Filmlobbyisten fertigten angeblich illegal Kopien

Internet & Webdienste Seit Jahren versucht die US-Filmlobby "Raubkopierern" das Handwerk zu legen, doch nun sind sie selbst von diesem Vorwurf betroffen. Die Motion Picture Association of America (MPAA) hat zugegeben, von dem Dokumentarfilm «This Film Is Not Yet Rated» («Dieser Film hat noch keine Altersfreigabe») Raubkopien angefertigt zu haben. Dieser beschäftigt sich kritisch mit dem Altersfreigabe-System der USA. Der Produzent Kirby Dick selbst hatte den Film eingeschickt um eine Altersfreigabe für diesen zu erlangen und zugleich per E-Mail darauf bestanden, dass keine Kopien angefertigt werden.

Heute sollte der Film erstmals auf dem Sundance Film Festival in Los Angeles der Öffentlichkeit vorgestellt werden. Vor einigen Tagen erfuhr Dick von Mitarbeitern der MPAA, dass bereits Kopien des Films existieren. Laut der «Los Angeles Times» habe man Kopien angefertigt, weil der Film Auswirkungen auf die eigenen Mitarbeiter habe, so MPAA-Vize-Chef Kori Bernards. Der Filmemacher hätte Mitarbeiter ausgespäht, deren Müll durchsucht und sie gefilmt wie sie ihre Kinder zur Schule brachten.

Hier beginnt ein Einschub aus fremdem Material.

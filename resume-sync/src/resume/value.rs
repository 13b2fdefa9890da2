use serde::Serialize;
use serde_json::{Map, Value};

/// Where a resume lives, as far as the stored contact value tells us.
#[derive(Debug, Clone, Default, PartialEq, Eq, Serialize)]
#[serde(rename_all = "camelCase")]
pub struct FileReference {
    pub file_id: Option<String>,
    pub file_url: Option<String>,
    pub file_name: Option<String>,
}

impl FileReference {
    pub fn is_empty(&self) -> bool {
        self.file_id.is_none() && self.file_url.is_none()
    }
}

const ID_KEYS: &[&str] = &["id", "fileId"];
const URL_KEYS: &[&str] = &["url", "downloadUrl", "link"];
const NAME_KEYS: &[&str] = &["name", "fileName"];

/// Parse a stored property value.
///
/// Accepts a JSON object (`{"id": "55", "name": "r.pdf"}`), an absolute http(s) URL, or a bare
/// numeric file id. Anything else, including non-string values, resolves to nothing.
pub fn parse_resume_value(value: &Value) -> FileReference {
    match value {
        Value::String(raw) => parse_resume_str(raw),
        _ => FileReference::default(),
    }
}

pub fn parse_resume_str(raw: &str) -> FileReference {
    let trimmed = raw.trim();
    if trimmed.is_empty() {
        return FileReference::default();
    }

    if trimmed.starts_with('{')
        && let Ok(Value::Object(object)) = serde_json::from_str::<Value>(trimmed)
    {
        return FileReference {
            file_id: first_present(&object, ID_KEYS),
            file_url: first_present(&object, URL_KEYS),
            file_name: first_present(&object, NAME_KEYS),
        };
    }

    if trimmed.starts_with("http://") || trimmed.starts_with("https://") {
        return FileReference {
            file_url: Some(trimmed.to_string()),
            ..Default::default()
        };
    }

    if trimmed.bytes().all(|b| b.is_ascii_digit()) {
        return FileReference {
            file_id: Some(trimmed.to_string()),
            ..Default::default()
        };
    }

    FileReference::default()
}

/// First alias holding a non-empty string or a non-zero number.
fn first_present(object: &Map<String, Value>, keys: &[&str]) -> Option<String> {
    keys.iter().find_map(|key| match object.get(*key)? {
        Value::String(s) if !s.is_empty() => Some(s.clone()),
        Value::Number(n) if n.as_f64() != Some(0.0) => Some(n.to_string()),
        _ => None,
    })
}
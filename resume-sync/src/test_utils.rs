//! Test helpers: a configuration pointing every platform at one wiremock server.

use axum_test::TestServer;
use std::time::Duration;
use wiremock::MockServer;

use crate::config::Config;

pub const TEST_API_KEY: &str = "test-api-key";

pub fn create_test_config(mock_server: &MockServer) -> Config {
    let mut config = Config {
        api_key: Some(TEST_API_KEY.to_string()),
        ..Default::default()
    };

    config.hubspot.api_base_url = mock_server.uri().parse().expect("mock server uri");
    config.hubspot.access_token = Some("pat-test".to_string());

    config.bullhorn.auth_url = mock_server.uri().parse().expect("mock server uri");
    config.bullhorn.rest_base_url = mock_server.uri().parse().expect("mock server uri");
    config.bullhorn.client_id = Some("client".to_string());
    config.bullhorn.client_secret = Some("secret".to_string());
    config.bullhorn.refresh_token = Some("refresh".to_string());
    config.bullhorn.redirect_hop_delay = Duration::from_millis(1);

    config
}

pub fn create_test_app(config: Config) -> TestServer {
    crate::Application::new(config)
        .expect("Failed to create application")
        .into_test_server()
}
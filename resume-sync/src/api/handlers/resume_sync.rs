//! The HubSpot webhook receiver.
//!
//! A delivery is rejected as a whole only when the caller is not authorized, the HubSpot token
//! is not configured, or the body does not decode. Past that point the response is always 200 and
//! each event's outcome is reported in its own result record.

use axum::{
    Json,
    body::Bytes,
    extract::State,
    http::HeaderMap,
};
use base64::{Engine as _, engine::general_purpose::STANDARD};
use tracing::{info, instrument};

use crate::{
    AppState,
    api::models::{events::parse_events, results::SyncResponse},
    errors::{Error, Result},
    sync::EventDispatcher,
};

/// Header names the shared secret is accepted under (matched case-insensitively).
pub const API_KEY_HEADERS: [&str; 2] = ["resume-sync-api-key", "resume_sync_api_key"];

/// Marks a base64-encoded body.
pub const TRANSFER_ENCODING_HEADER: &str = "content-transfer-encoding";

const INVALID_PAYLOAD: &str = "Invalid JSON payload";

/// `POST /resume-sync`
#[instrument(skip_all, fields(body_len = body.len()))]
pub async fn resume_sync(State(state): State<AppState>, headers: HeaderMap, body: Bytes) -> Result<Json<SyncResponse>> {
    authorize(state.config.api_key.as_deref(), &headers)?;

    let hubspot_token = state
        .config
        .hubspot
        .access_token
        .as_deref()
        .filter(|t| !t.is_empty())
        .ok_or_else(|| Error::Configuration {
            message: "Missing HUBSPOT_PRIVATE_APP_TOKEN".to_string(),
        })?;

    let body = decode_body(&headers, body)?;
    let events = parse_events(&body).map_err(|_| Error::BadRequest {
        message: INVALID_PAYLOAD.to_string(),
    })?;

    if events.is_empty() {
        return Ok(Json(SyncResponse::no_events()));
    }

    info!(count = events.len(), "Processing webhook delivery");
    let dispatcher = EventDispatcher::from_config(&state.config, state.http.clone(), state.no_redirect.clone(), hubspot_token);
    let results = dispatcher.process_events(&events).await;

    Ok(Json(SyncResponse::Results { results }))
}

/// Any other method on the webhook path.
pub async fn method_not_allowed() -> Error {
    Error::MethodNotAllowed
}

fn authorize(expected: Option<&str>, headers: &HeaderMap) -> Result<()> {
    let Some(expected) = expected.filter(|k| !k.is_empty()) else {
        return Err(Error::Unauthenticated {
            message: "Missing RESUME_SYNC_API_KEY configuration".to_string(),
        });
    };

    let provided = API_KEY_HEADERS
        .iter()
        .find_map(|name| headers.get(*name))
        .and_then(|v| v.to_str().ok())
        .filter(|v| !v.is_empty());

    match provided {
        None => Err(Error::Unauthenticated {
            message: "Missing RESUME_SYNC_API_KEY header".to_string(),
        }),
        Some(key) if key != expected => Err(Error::Unauthenticated {
            message: "Invalid API key".to_string(),
        }),
        Some(_) => Ok(()),
    }
}

fn decode_body(headers: &HeaderMap, body: Bytes) -> Result<Bytes> {
    let base64_flagged = headers
        .get(TRANSFER_ENCODING_HEADER)
        .and_then(|v| v.to_str().ok())
        .is_some_and(|v| v.trim().eq_ignore_ascii_case("base64"));

    if !base64_flagged {
        return Ok(body);
    }

    let trimmed: Vec<u8> = body.iter().copied().filter(|b| !b.is_ascii_whitespace()).collect();
    STANDARD.decode(trimmed).map(Bytes::from).map_err(|_| Error::BadRequest {
        message: INVALID_PAYLOAD.to_string(),
    })
}

#[cfg(test)]
mod tests {
    use super::*;
    use crate::test_utils::{TEST_API_KEY, create_test_app, create_test_config};
    use axum::http::StatusCode;
    use serde_json::json;
    use wiremock::MockServer;

    #[test]
    fn test_authorize() {
        let mut headers = HeaderMap::new();
        assert_eq!(
            authorize(None, &headers).unwrap_err().to_string(),
            "Missing RESUME_SYNC_API_KEY configuration"
        );
        assert_eq!(
            authorize(Some("s3cret"), &headers).unwrap_err().to_string(),
            "Missing RESUME_SYNC_API_KEY header"
        );

        headers.insert("resume_sync_api_key", "nope".parse().unwrap());
        assert_eq!(authorize(Some("s3cret"), &headers).unwrap_err().to_string(), "Invalid API key");

        headers.insert("Resume-Sync-Api-Key", "s3cret".parse().unwrap());
        authorize(Some("s3cret"), &headers).unwrap();
    }

    #[test]
    fn test_decode_body() {
        let mut headers = HeaderMap::new();
        let plain = Bytes::from_static(b"[]");
        assert_eq!(decode_body(&headers, plain.clone()).unwrap(), plain);

        headers.insert(TRANSFER_ENCODING_HEADER, "BASE64".parse().unwrap());
        let encoded = Bytes::from(STANDARD.encode(br#"[{"objectId":1}]"#) + "\n");
        assert_eq!(&decode_body(&headers, encoded).unwrap()[..], br#"[{"objectId":1}]"#);

        let err = decode_body(&headers, Bytes::from_static(b"%%%")).unwrap_err();
        assert_eq!(err.status_code(), StatusCode::BAD_REQUEST);
    }

    #[test_log::test(tokio::test)]
    async fn test_rejects_other_methods() {
        let mock_server = MockServer::start().await;
        let server = create_test_app(create_test_config(&mock_server));

        let response = server.get("/resume-sync").await;
        response.assert_status(StatusCode::METHOD_NOT_ALLOWED);
        assert_eq!(response.json::<serde_json::Value>(), json!({"error": "Method not allowed"}));
    }

    #[tokio::test]
    async fn test_requires_api_key() {
        let mock_server = MockServer::start().await;
        let server = create_test_app(create_test_config(&mock_server));

        let response = server.post("/resume-sync").json(&json!([])).await;
        response.assert_status_unauthorized();
        assert_eq!(
            response.json::<serde_json::Value>(),
            json!({"error": "Missing RESUME_SYNC_API_KEY header"})
        );

        let response = server
            .post("/resume-sync")
            .add_header("resume-sync-api-key", "wrong")
            .json(&json!([]))
            .await;
        response.assert_status_unauthorized();
        assert_eq!(response.json::<serde_json::Value>(), json!({"error": "Invalid API key"}));
    }

    #[tokio::test]
    async fn test_unconfigured_api_key_rejects_everything() {
        let mock_server = MockServer::start().await;
        let mut config = create_test_config(&mock_server);
        config.api_key = None;
        let server = create_test_app(config);

        let response = server
            .post("/resume-sync")
            .add_header("resume-sync-api-key", TEST_API_KEY)
            .json(&json!([]))
            .await;
        response.assert_status_unauthorized();
        assert_eq!(
            response.json::<serde_json::Value>(),
            json!({"error": "Missing RESUME_SYNC_API_KEY configuration"})
        );
    }

    #[tokio::test]
    async fn test_missing_hubspot_token() {
        let mock_server = MockServer::start().await;
        let mut config = create_test_config(&mock_server);
        config.hubspot.access_token = None;
        let server = create_test_app(config);

        let response = server
            .post("/resume-sync")
            .add_header("resume-sync-api-key", TEST_API_KEY)
            .json(&json!([]))
            .await;
        response.assert_status(StatusCode::INTERNAL_SERVER_ERROR);
        assert_eq!(
            response.json::<serde_json::Value>(),
            json!({"error": "Missing HUBSPOT_PRIVATE_APP_TOKEN"})
        );
    }

    #[tokio::test]
    async fn test_invalid_json() {
        let mock_server = MockServer::start().await;
        let server = create_test_app(create_test_config(&mock_server));

        let response = server
            .post("/resume-sync")
            .add_header("resume-sync-api-key", TEST_API_KEY)
            .text("{not json")
            .await;
        response.assert_status_bad_request();
        assert_eq!(response.json::<serde_json::Value>(), json!({"error": "Invalid JSON payload"}));
    }

    #[tokio::test]
    async fn test_empty_delivery() {
        let mock_server = MockServer::start().await;
        let server = create_test_app(create_test_config(&mock_server));

        for body in ["", "[]"] {
            let response = server
                .post("/resume-sync")
                .add_header("resume-sync-api-key", TEST_API_KEY)
                .text(body)
                .await;
            response.assert_status_ok();
            assert_eq!(response.json::<serde_json::Value>(), json!({"message": "No events to process"}));
        }
    }

    #[test_log::test(tokio::test)]
    async fn test_untracked_events_give_empty_results() {
        let mock_server = MockServer::start().await;
        let server = create_test_app(create_test_config(&mock_server));

        let response = server
            .post("/resume-sync")
            .add_header("resume-sync-api-key", TEST_API_KEY)
            .json(&json!([
                {"subscriptionType": "object.propertyChange", "objectId": 42, "propertyName": "phone"},
                {"subscriptionType": "contact.creation", "objectId": 43}
            ]))
            .await;

        response.assert_status_ok();
        assert_eq!(response.json::<serde_json::Value>(), json!({"results": []}));
        assert!(mock_server.received_requests().await.unwrap().is_empty());
    }

    #[tokio::test]
    async fn test_base64_single_event() {
        let mock_server = MockServer::start().await;
        let server = create_test_app(create_test_config(&mock_server));
        let payload = STANDARD.encode(br#"{"subscriptionType":"object.propertyChange","propertyName":"resume"}"#);

        let response = server
            .post("/resume-sync")
            .add_header("resume-sync-api-key", TEST_API_KEY)
            .add_header(TRANSFER_ENCODING_HEADER, "base64")
            .text(payload)
            .await;

        response.assert_status_ok();
        assert_eq!(
            response.json::<serde_json::Value>(),
            json!({"results": [{"skipped": true, "reason": "Missing contact id"}]})
        );
    }
}
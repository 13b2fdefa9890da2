//! File extension and content type resolution.
//!
//! The extension for an uploaded resume comes from, in priority order: the explicit file name,
//! the last path segment of the file URL, and finally the content type reported by the download.

use url::Url;

const MAX_EXTENSION_LEN: usize = 8;

/// Content types resumes commonly arrive as. Consulted before `mime_guess`, whose extension
/// lists are not ordered by preference (`application/msword` maps to `dot` as readily as `doc`).
const CONTENT_TYPE_EXTENSIONS: &[(&str, &str)] = &[
    ("application/pdf", "pdf"),
    ("application/msword", "doc"),
    ("application/vnd.openxmlformats-officedocument.wordprocessingml.document", "docx"),
    ("application/rtf", "rtf"),
    ("text/rtf", "rtf"),
    ("text/plain", "txt"),
    ("application/vnd.oasis.opendocument.text", "odt"),
    ("text/html", "html"),
    ("image/jpeg", "jpg"),
    ("image/png", "png"),
];

#[derive(Debug, Clone, Copy, Default)]
pub struct ExtensionHints<'a> {
    pub file_name: Option<&'a str>,
    pub file_url: Option<&'a str>,
    pub content_type: Option<&'a str>,
}

/// Lower-cased extension without the leading dot.
pub fn resolve_resume_extension(hints: &ExtensionHints<'_>) -> Option<String> {
    hints
        .file_name
        .and_then(extension_from_name)
        .or_else(|| hints.file_url.and_then(extension_from_url))
        .or_else(|| hints.content_type.and_then(extension_for_content_type))
}

pub fn extension_from_name(name: &str) -> Option<String> {
    let last_segment = name.rsplit(['/', '\\']).next()?;
    let (stem, ext) = last_segment.trim().rsplit_once('.')?;
    if stem.is_empty() {
        return None;
    }
    valid_extension(ext)
}

pub fn extension_from_url(raw: &str) -> Option<String> {
    match Url::parse(raw) {
        Ok(url) => url.path_segments()?.next_back().and_then(extension_from_name),
        Err(_) => {
            let path = raw.split(['?', '#']).next()?;
            extension_from_name(path)
        }
    }
}

pub fn extension_for_content_type(content_type: &str) -> Option<String> {
    let essence = essence(content_type);
    if let Some((_, ext)) = CONTENT_TYPE_EXTENSIONS.iter().find(|(ct, _)| *ct == essence) {
        return Some((*ext).to_string());
    }

    mime_guess::get_mime_extensions_str(&essence)
        .and_then(|exts| exts.first())
        .and_then(|ext| valid_extension(ext))
}

/// Content type to upload with: the reported one, unless it is missing or generic and the
/// file name suggests something better.
pub fn refine_content_type(reported: Option<&str>, file_name: Option<&str>) -> String {
    let reported = reported.map(str::trim).filter(|ct| !ct.is_empty());
    let generic = reported.is_none_or(|ct| essence(ct) == "application/octet-stream");

    if generic
        && let Some(guess) = file_name.and_then(|name| mime_guess::from_path(name).first_raw())
    {
        return guess.to_string();
    }

    reported.unwrap_or("application/octet-stream").to_string()
}

/// Signed URLs that have expired come back as an HTML login or error page.
pub fn is_html(content_type: &str) -> bool {
    content_type.to_ascii_lowercase().contains("text/html")
}

fn essence(content_type: &str) -> String {
    content_type.split(';').next().unwrap_or_default().trim().to_ascii_lowercase()
}

fn valid_extension(ext: &str) -> Option<String> {
    let ext = ext.trim();
    if ext.is_empty() || ext.len() > MAX_EXTENSION_LEN || !ext.bytes().all(|b| b.is_ascii_alphanumeric()) {
        return None;
    }
    Some(ext.to_ascii_lowercase())
}
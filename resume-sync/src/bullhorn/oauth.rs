use reqwest::{Client, header::LOCATION};
use serde::Deserialize;
use std::time::Duration;
use tracing::{debug, instrument};
use url::Url;

use crate::config::BullhornConfig;
use crate::upstream::{self, Result, UpstreamError};

const TOKEN_REQUEST: &str = "Bullhorn token request";
const AUTHORIZE_REQUEST: &str = "Bullhorn authorize request";

/// Body of a successful `/oauth/token` call.
#[derive(Debug, Clone, Default, Deserialize)]
pub struct TokenResponse {
    #[serde(default)]
    pub access_token: Option<String>,
    #[serde(default)]
    pub refresh_token: Option<String>,
    /// Seconds until the access token expires
    #[serde(default)]
    pub expires_in: Option<u64>,
    #[serde(default)]
    pub token_type: Option<String>,
}

#[derive(Debug, Clone, Copy)]
pub enum Grant<'a> {
    RefreshToken(&'a str),
    AuthorizationCode(&'a str),
}

impl Grant<'_> {
    fn form_fields(&self) -> [(&'static str, &str); 2] {
        match *self {
            Grant::RefreshToken(token) => [("grant_type", "refresh_token"), ("refresh_token", token)],
            Grant::AuthorizationCode(code) => [("grant_type", "authorization_code"), ("code", code)],
        }
    }
}

/// Client id, secret and refresh token; all three are required for any session.
#[derive(Clone, Copy)]
pub struct Credentials<'a> {
    pub client_id: &'a str,
    pub client_secret: &'a str,
    pub refresh_token: &'a str,
}

impl<'a> Credentials<'a> {
    pub fn from_config(config: &'a BullhornConfig) -> Result<Self> {
        let present = |value: &'a Option<String>| value.as_deref().filter(|v| !v.is_empty());
        match (
            present(&config.client_id),
            present(&config.client_secret),
            present(&config.refresh_token),
        ) {
            (Some(client_id), Some(client_secret), Some(refresh_token)) => Ok(Self {
                client_id,
                client_secret,
                refresh_token,
            }),
            _ => Err(UpstreamError::MissingOAuthConfig),
        }
    }
}

/// Form-encoded POST to `{oauth}/token`.
#[instrument(skip_all, err)]
pub async fn exchange_token(
    http: &Client,
    config: &BullhornConfig,
    credentials: &Credentials<'_>,
    grant: Grant<'_>,
) -> Result<TokenResponse> {
    let mut form: Vec<(&str, &str)> = vec![
        ("client_id", credentials.client_id),
        ("client_secret", credentials.client_secret),
    ];
    form.extend(grant.form_fields());
    if let Some(redirect_uri) = config.redirect_uri.as_deref() {
        form.push(("redirect_uri", redirect_uri));
    }

    let request = http.post(config.oauth_endpoint("token")).form(&form);
    let response = upstream::send(request, TOKEN_REQUEST).await?;
    upstream::json(response, TOKEN_REQUEST).await
}

/// Log in through `{oauth}/authorize` with a username and password and return the authorization
/// code Bullhorn redirects back with. `no_redirect` must not follow redirects itself.
#[instrument(skip_all, err)]
pub async fn authorize_headless(
    no_redirect: &Client,
    config: &BullhornConfig,
    client_id: &str,
    username: &str,
    password: &str,
) -> Result<String> {
    let mut start = config.oauth_endpoint("authorize");
    {
        let mut query = start.query_pairs_mut();
        query
            .append_pair("client_id", client_id)
            .append_pair("response_type", "code")
            .append_pair("action", "Login")
            .append_pair("username", username)
            .append_pair("password", password);
        if let Some(redirect_uri) = config.redirect_uri.as_deref() {
            query.append_pair("redirect_uri", redirect_uri);
        }
    }

    follow_redirects_for_code(no_redirect, start, config.max_redirect_hops, config.redirect_hop_delay).await
}

/// Walk `Location` headers from `start` until one carries a `code` query parameter.
///
/// Makes at most `max_hops` requests. A 4xx/5xx answer is an upstream error; a response without
/// `Location`, or running out of hops, is [`UpstreamError::MissingAuthCode`].
pub async fn follow_redirects_for_code(
    no_redirect: &Client,
    start: Url,
    max_hops: u32,
    hop_delay: Duration,
) -> Result<String> {
    let mut current = start;

    for hop in 0..max_hops {
        let response = no_redirect
            .get(current.clone())
            .send()
            .await
            .map_err(|source| UpstreamError::transport(AUTHORIZE_REQUEST, source))?;

        let status = response.status();
        if status.is_client_error() || status.is_server_error() {
            return Err(upstream::failure(response, AUTHORIZE_REQUEST).await);
        }

        let Some(location) = response.headers().get(LOCATION).and_then(|v| v.to_str().ok()) else {
            return Err(UpstreamError::MissingAuthCode {
                status: Some(status.as_u16()),
            });
        };

        let next = current.join(location).map_err(|e| UpstreamError::InvalidResponse {
            operation: AUTHORIZE_REQUEST,
            message: format!("unusable redirect location {location:?}: {e}"),
        })?;

        if let Some((_, code)) = next.query_pairs().find(|(key, value)| key == "code" && !value.is_empty()) {
            debug!(hop, "Received Bullhorn authorization code");
            return Ok(code.into_owned());
        }

        debug!(hop, host = next.host_str().unwrap_or_default(), "Following Bullhorn authorize redirect");
        current = next;
        tokio::time::sleep(hop_delay).await;
    }

    Err(UpstreamError::MissingAuthCode { status: None })
}

#[cfg(test)]
mod tests {
    use super::*;
    use serde_json::json;
    use wiremock::matchers::{body_string_contains, method, path, query_param};
    use wiremock::{Mock, MockServer, ResponseTemplate};

    fn config(server: &MockServer) -> BullhornConfig {
        BullhornConfig {
            auth_url: server.uri().parse().unwrap(),
            client_id: Some("client".to_string()),
            client_secret: Some("secret".to_string()),
            refresh_token: Some("refresh-1".to_string()),
            redirect_hop_delay: Duration::from_millis(1),
            ..Default::default()
        }
    }

    fn no_redirect() -> Client {
        Client::builder().redirect(reqwest::redirect::Policy::none()).build().unwrap()
    }

    #[test]
    fn test_credentials_require_all_three() {
        let mut bullhorn = BullhornConfig {
            client_id: Some("client".to_string()),
            client_secret: Some("secret".to_string()),
            refresh_token: Some(String::new()),
            ..Default::default()
        };
        assert!(matches!(
            Credentials::from_config(&bullhorn),
            Err(UpstreamError::MissingOAuthConfig)
        ));

        bullhorn.refresh_token = Some("refresh".to_string());
        let credentials = Credentials::from_config(&bullhorn).unwrap();
        assert_eq!(credentials.refresh_token, "refresh");
    }

    #[test_log::test(tokio::test)]
    async fn test_refresh_token_exchange() {
        let mock_server = MockServer::start().await;
        Mock::given(method("POST"))
            .and(path("/oauth/token"))
            .and(body_string_contains("grant_type=refresh_token"))
            .and(body_string_contains("refresh_token=refresh-1"))
            .and(body_string_contains("client_id=client"))
            .respond_with(ResponseTemplate::new(200).set_body_json(json!({
                "access_token": "access-1",
                "refresh_token": "refresh-2",
                "expires_in": 600,
                "token_type": "Bearer"
            })))
            .expect(1)
            .mount(&mock_server)
            .await;

        let bullhorn = config(&mock_server);
        let credentials = Credentials::from_config(&bullhorn).unwrap();
        let token = exchange_token(
            &Client::new(),
            &bullhorn,
            &credentials,
            Grant::RefreshToken(credentials.refresh_token),
        )
        .await
        .unwrap();

        assert_eq!(token.access_token.as_deref(), Some("access-1"));
        assert_eq!(token.refresh_token.as_deref(), Some("refresh-2"));
        assert_eq!(token.expires_in, Some(600));
    }

    #[tokio::test]
    async fn test_authorization_code_exchange_sends_redirect_uri() {
        let mock_server = MockServer::start().await;
        Mock::given(method("POST"))
            .and(path("/oauth/token"))
            .and(body_string_contains("grant_type=authorization_code"))
            .and(body_string_contains("code=abc"))
            .and(body_string_contains("redirect_uri=https%3A%2F%2Fexample.com%2Fcb"))
            .respond_with(ResponseTemplate::new(200).set_body_json(json!({"access_token": "access-2"})))
            .expect(1)
            .mount(&mock_server)
            .await;

        let mut bullhorn = config(&mock_server);
        bullhorn.redirect_uri = Some("https://example.com/cb".to_string());
        let credentials = Credentials::from_config(&bullhorn).unwrap();
        let token = exchange_token(&Client::new(), &bullhorn, &credentials, Grant::AuthorizationCode("abc"))
            .await
            .unwrap();

        assert_eq!(token.access_token.as_deref(), Some("access-2"));
    }

    #[tokio::test]
    async fn test_headless_authorize_follows_relative_redirects() {
        let mock_server = MockServer::start().await;
        Mock::given(method("GET"))
            .and(path("/oauth/authorize"))
            .and(query_param("client_id", "client"))
            .and(query_param("response_type", "code"))
            .and(query_param("action", "Login"))
            .and(query_param("username", "api.user"))
            .and(query_param("password", "p@ss word"))
            .respond_with(ResponseTemplate::new(302).insert_header("Location", "/oauth/consent?step=2"))
            .expect(1)
            .mount(&mock_server)
            .await;
        Mock::given(method("GET"))
            .and(path("/oauth/consent"))
            .respond_with(
                ResponseTemplate::new(307).insert_header("Location", "https://example.com/cb?code=xyz%3D%3D&state=1"),
            )
            .expect(1)
            .mount(&mock_server)
            .await;

        let bullhorn = config(&mock_server);
        let code = authorize_headless(&no_redirect(), &bullhorn, "client", "api.user", "p@ss word")
            .await
            .unwrap();

        assert_eq!(code, "xyz==");
    }

    #[tokio::test]
    async fn test_missing_location_reports_status() {
        let mock_server = MockServer::start().await;
        Mock::given(method("GET"))
            .and(path("/oauth/authorize"))
            .respond_with(ResponseTemplate::new(200).set_body_string("<html>login form</html>"))
            .mount(&mock_server)
            .await;

        let bullhorn = config(&mock_server);
        let err = authorize_headless(&no_redirect(), &bullhorn, "client", "user", "pass")
            .await
            .unwrap_err();

        assert!(matches!(err, UpstreamError::MissingAuthCode { status: Some(200) }));
    }

    #[tokio::test]
    async fn test_redirect_loop_stops_after_max_hops() {
        let mock_server = MockServer::start().await;
        Mock::given(method("GET"))
            .and(path("/loop"))
            .respond_with(ResponseTemplate::new(302).insert_header("Location", "/loop"))
            .expect(3)
            .mount(&mock_server)
            .await;

        let start: Url = format!("{}/loop", mock_server.uri()).parse().unwrap();
        let err = follow_redirects_for_code(&no_redirect(), start, 3, Duration::from_millis(1))
            .await
            .unwrap_err();

        assert!(matches!(err, UpstreamError::MissingAuthCode { status: None }));
    }

    #[tokio::test]
    async fn test_authorize_rejection_is_upstream_error() {
        let mock_server = MockServer::start().await;
        Mock::given(method("GET"))
            .and(path("/oauth/authorize"))
            .respond_with(ResponseTemplate::new(400).set_body_json(json!({"error": "invalid_client"})))
            .mount(&mock_server)
            .await;

        let bullhorn = config(&mock_server);
        let err = authorize_headless(&no_redirect(), &bullhorn, "client", "user", "pass")
            .await
            .unwrap_err();

        assert_eq!(err.status(), Some(400));
        assert_eq!(err.oauth_error().as_deref(), Some("invalid_client"));
    }
}
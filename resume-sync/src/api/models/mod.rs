//! Request and response models for the webhook receiver.
//!
//! - [`events`]: HubSpot webhook notifications as they arrive
//! - [`results`]: one record per processed event, returned in the response body

pub mod events;
pub mod results;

Dicks Anwalt Michael Donaldson hat trotzdem kein Verständnis für so viele Kopien und forderte deshalb die MPAA auf, alle existierenden Kopien sofort zurückzugeben. Gerade die MPAA gehe hart gegen so genannte Raubkopierer und Tauschbörsen im Internet vor, so Donaldson. Weiterhin kündigte er an, möglicherweise gerichtlich gegen den Verband vorzugehen.